Please state how many lines below include the word "same"; the reply should be the number only.

= = = =

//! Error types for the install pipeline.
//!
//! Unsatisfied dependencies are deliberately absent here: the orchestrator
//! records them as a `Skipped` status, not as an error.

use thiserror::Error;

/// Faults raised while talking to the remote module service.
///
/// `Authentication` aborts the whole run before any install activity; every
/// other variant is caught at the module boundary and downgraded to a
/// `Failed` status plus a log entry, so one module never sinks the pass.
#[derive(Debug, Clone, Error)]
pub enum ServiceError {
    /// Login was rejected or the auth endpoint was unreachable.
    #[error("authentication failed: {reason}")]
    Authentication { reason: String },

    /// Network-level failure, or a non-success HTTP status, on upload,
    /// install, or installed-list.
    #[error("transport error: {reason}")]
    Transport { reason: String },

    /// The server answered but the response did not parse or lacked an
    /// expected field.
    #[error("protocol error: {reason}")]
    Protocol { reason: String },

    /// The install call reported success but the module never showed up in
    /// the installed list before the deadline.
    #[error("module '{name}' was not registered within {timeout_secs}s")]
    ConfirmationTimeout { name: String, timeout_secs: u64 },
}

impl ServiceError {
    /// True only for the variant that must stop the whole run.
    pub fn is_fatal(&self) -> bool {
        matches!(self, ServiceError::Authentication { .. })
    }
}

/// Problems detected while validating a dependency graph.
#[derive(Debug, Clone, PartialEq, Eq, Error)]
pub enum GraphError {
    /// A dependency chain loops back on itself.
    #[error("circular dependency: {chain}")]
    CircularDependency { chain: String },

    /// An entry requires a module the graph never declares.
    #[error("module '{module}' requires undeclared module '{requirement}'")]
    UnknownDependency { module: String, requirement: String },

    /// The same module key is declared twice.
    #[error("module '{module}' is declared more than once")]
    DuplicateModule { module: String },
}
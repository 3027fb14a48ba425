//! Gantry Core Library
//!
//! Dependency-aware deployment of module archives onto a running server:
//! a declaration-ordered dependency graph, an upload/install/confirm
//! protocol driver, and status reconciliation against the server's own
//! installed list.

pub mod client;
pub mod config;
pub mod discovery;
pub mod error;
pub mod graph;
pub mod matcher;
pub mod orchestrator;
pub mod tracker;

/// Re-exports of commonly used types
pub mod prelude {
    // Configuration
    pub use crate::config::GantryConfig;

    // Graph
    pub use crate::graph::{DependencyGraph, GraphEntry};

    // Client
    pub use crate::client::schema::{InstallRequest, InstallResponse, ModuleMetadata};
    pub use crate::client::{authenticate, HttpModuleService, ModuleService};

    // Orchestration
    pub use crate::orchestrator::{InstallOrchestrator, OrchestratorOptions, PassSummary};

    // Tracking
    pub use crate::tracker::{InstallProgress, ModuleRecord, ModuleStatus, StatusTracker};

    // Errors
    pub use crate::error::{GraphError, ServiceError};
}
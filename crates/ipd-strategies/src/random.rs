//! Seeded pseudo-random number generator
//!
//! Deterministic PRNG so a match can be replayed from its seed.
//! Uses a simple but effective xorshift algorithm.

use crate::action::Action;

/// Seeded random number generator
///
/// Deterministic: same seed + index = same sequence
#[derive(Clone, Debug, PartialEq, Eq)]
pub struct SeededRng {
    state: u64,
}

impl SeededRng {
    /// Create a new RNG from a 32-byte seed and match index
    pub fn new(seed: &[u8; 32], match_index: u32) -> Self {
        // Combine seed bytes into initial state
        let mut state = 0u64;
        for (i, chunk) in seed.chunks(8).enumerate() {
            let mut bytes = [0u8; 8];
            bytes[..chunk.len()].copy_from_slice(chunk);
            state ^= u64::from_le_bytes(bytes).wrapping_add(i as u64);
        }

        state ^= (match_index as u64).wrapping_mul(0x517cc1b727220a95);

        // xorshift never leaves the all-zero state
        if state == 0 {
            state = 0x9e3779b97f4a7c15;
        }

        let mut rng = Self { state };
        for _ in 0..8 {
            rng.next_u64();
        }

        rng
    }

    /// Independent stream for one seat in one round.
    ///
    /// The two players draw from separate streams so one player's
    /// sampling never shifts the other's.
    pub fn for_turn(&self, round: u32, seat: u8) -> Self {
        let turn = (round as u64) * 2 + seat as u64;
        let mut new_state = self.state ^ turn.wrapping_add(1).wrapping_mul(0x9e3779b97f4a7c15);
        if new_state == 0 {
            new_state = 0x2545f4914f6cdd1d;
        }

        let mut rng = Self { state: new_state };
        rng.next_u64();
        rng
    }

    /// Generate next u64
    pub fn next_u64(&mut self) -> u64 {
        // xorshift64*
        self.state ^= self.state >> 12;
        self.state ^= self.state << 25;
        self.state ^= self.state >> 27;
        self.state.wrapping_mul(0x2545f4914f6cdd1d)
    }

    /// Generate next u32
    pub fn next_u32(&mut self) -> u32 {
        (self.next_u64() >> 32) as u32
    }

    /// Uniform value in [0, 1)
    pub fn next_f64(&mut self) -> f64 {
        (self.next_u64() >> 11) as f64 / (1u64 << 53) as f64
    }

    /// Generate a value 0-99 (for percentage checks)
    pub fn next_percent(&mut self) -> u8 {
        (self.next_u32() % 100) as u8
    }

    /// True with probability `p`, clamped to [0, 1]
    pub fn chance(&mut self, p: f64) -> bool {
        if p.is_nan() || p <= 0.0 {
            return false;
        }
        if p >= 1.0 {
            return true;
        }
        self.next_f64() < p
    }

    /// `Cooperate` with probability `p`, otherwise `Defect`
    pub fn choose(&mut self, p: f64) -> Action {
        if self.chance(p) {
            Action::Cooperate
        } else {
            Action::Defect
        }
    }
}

= = = =

= ANSWER TO THIS EXERCISE =
2